*Exercise data:*
────────
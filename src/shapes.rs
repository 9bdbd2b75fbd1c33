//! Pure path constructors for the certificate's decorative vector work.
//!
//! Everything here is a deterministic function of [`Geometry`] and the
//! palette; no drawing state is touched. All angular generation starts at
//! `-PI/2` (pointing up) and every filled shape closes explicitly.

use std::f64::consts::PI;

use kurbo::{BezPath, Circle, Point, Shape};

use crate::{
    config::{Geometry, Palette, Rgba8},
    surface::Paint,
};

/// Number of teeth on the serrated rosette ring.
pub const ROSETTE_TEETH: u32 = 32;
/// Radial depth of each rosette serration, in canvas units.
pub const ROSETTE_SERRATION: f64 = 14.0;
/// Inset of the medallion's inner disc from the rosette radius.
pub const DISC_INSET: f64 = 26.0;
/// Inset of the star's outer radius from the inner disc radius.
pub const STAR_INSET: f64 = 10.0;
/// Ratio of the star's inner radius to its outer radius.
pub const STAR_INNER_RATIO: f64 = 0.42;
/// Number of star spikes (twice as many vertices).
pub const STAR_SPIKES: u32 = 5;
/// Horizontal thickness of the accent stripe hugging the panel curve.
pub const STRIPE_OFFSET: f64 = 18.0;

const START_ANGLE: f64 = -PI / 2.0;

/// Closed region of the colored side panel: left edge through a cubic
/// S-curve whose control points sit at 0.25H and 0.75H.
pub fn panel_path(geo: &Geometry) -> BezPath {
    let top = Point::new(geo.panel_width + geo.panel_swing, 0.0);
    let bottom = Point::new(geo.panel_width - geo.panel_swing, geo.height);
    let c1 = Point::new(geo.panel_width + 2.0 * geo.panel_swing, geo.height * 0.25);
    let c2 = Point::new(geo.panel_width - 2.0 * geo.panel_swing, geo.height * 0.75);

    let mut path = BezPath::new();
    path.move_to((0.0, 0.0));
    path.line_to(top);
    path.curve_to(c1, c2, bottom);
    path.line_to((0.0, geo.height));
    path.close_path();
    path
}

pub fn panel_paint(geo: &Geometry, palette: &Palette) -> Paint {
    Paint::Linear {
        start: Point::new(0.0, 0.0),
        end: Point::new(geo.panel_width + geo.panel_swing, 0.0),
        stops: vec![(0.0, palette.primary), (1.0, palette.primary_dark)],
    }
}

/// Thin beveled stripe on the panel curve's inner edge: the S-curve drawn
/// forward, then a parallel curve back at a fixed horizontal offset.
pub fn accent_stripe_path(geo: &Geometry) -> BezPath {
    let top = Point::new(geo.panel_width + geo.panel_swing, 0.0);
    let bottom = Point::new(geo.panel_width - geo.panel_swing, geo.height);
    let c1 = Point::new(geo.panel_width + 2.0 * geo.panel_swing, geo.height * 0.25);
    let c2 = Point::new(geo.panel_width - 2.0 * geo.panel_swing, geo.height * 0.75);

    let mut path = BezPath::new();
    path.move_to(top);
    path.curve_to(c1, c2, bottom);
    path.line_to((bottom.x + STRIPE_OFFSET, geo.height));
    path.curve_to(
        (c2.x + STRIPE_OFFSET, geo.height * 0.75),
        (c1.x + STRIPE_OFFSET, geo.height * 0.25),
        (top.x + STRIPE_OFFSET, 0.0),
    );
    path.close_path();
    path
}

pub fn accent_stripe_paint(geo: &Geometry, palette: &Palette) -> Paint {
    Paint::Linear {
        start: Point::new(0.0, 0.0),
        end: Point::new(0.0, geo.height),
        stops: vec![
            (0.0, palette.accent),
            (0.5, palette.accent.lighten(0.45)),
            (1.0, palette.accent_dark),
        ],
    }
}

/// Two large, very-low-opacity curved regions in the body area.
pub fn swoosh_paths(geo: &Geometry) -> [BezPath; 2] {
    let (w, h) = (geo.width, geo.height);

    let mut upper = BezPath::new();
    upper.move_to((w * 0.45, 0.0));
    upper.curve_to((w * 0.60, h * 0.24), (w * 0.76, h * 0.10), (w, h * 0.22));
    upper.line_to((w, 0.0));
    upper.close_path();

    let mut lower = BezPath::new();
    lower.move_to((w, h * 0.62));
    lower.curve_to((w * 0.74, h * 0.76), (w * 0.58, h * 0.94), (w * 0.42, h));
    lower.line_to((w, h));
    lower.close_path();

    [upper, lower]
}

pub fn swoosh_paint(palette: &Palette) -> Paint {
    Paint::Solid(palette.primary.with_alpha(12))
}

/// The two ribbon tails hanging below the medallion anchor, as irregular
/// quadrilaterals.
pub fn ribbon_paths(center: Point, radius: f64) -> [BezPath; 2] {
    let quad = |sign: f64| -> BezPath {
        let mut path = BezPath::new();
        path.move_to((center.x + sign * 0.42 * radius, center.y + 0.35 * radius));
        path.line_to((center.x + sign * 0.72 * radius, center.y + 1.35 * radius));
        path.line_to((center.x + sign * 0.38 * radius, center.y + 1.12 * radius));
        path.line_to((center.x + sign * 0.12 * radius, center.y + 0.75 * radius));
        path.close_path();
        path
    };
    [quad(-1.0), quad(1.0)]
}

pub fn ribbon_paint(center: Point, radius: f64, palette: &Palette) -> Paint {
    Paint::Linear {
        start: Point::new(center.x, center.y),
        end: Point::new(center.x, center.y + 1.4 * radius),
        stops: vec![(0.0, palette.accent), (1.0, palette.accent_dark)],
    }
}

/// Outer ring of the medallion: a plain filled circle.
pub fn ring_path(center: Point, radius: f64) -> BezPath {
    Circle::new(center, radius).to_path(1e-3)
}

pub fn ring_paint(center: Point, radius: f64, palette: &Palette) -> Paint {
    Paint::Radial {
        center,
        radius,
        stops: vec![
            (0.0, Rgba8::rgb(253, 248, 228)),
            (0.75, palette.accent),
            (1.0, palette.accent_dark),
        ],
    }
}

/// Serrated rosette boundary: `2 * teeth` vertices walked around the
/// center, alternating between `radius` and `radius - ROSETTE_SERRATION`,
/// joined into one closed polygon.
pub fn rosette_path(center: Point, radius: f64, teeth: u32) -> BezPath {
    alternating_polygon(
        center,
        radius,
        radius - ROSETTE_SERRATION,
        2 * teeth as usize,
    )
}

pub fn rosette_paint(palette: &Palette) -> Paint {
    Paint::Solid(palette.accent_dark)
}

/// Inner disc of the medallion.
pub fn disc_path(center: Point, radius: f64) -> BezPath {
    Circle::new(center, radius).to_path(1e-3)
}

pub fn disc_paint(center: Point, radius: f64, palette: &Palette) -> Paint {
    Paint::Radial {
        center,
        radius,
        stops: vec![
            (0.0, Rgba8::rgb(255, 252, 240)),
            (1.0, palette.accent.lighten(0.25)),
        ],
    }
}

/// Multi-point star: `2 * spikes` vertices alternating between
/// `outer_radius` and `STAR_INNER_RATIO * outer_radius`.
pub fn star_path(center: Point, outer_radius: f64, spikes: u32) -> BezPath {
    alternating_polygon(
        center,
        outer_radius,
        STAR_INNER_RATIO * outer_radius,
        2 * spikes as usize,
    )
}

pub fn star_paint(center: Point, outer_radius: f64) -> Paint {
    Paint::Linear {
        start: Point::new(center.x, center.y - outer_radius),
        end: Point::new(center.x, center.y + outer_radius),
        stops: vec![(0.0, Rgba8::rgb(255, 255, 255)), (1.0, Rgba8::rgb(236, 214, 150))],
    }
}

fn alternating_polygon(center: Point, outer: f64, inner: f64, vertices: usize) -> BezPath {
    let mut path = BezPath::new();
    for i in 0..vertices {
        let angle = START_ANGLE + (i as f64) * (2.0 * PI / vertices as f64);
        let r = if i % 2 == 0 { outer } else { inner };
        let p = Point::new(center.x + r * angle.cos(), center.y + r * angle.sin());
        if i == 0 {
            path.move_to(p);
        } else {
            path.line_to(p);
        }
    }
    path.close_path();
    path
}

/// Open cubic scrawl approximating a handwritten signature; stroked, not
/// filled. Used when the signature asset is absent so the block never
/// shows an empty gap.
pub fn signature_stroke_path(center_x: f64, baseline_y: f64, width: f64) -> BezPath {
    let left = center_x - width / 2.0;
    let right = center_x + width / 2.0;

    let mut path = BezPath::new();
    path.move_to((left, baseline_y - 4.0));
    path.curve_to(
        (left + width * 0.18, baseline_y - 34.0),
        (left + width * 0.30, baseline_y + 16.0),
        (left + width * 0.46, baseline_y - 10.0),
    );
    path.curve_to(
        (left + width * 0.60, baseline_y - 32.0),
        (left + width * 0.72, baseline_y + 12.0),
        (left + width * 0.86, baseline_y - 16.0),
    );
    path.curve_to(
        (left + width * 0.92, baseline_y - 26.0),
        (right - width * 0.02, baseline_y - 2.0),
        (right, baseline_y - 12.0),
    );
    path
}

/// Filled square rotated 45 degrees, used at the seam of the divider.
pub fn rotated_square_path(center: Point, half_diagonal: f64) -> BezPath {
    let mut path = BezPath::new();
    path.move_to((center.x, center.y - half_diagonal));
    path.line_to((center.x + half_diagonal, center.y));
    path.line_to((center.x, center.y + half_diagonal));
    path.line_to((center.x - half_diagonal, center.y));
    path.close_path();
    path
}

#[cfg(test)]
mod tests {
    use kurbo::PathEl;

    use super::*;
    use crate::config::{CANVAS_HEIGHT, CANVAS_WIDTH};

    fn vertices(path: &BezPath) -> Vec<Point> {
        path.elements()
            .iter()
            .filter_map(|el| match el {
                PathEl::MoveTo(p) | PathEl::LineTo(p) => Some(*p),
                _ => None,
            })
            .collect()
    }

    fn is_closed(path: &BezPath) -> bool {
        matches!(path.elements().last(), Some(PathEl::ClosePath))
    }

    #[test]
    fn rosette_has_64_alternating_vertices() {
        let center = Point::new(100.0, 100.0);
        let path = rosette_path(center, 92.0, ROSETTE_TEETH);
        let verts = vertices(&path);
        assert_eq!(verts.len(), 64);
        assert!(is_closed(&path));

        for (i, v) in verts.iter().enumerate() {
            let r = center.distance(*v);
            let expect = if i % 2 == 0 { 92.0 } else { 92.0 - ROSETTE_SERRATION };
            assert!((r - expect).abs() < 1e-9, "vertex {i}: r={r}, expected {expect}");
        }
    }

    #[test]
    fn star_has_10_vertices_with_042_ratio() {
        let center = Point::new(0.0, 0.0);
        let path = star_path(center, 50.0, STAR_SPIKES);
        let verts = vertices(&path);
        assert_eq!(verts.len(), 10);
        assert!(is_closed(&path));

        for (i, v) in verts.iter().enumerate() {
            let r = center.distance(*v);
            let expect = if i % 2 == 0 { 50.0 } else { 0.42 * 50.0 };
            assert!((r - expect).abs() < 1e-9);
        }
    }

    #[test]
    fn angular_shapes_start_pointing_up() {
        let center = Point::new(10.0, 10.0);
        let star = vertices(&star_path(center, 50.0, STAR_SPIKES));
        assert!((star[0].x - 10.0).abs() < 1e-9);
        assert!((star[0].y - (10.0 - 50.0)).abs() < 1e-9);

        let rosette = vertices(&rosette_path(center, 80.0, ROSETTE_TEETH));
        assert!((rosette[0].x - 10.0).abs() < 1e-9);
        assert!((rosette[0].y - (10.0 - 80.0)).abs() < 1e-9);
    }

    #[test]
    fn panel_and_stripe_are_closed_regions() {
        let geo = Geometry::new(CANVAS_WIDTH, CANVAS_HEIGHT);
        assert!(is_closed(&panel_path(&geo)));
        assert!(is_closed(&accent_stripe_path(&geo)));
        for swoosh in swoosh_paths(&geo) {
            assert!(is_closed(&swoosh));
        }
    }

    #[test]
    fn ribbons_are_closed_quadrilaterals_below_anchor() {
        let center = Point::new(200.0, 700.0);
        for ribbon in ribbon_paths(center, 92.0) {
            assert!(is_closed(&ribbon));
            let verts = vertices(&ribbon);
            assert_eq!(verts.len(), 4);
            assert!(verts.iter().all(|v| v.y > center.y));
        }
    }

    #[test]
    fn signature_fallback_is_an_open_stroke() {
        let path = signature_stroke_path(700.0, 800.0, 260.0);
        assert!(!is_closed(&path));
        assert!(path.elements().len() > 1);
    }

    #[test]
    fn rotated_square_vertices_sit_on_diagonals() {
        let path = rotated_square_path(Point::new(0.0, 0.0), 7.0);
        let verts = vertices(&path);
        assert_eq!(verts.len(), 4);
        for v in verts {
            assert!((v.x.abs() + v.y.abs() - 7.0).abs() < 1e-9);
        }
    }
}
────────
*The problem:* Wherever a line above contains the string "right", copy that line.

*Answer to this problem:*
    let right = center_x + width / 2.0;
        (right - width * 0.02, baseline_y - 2.0),
        (right, baseline_y - 12.0),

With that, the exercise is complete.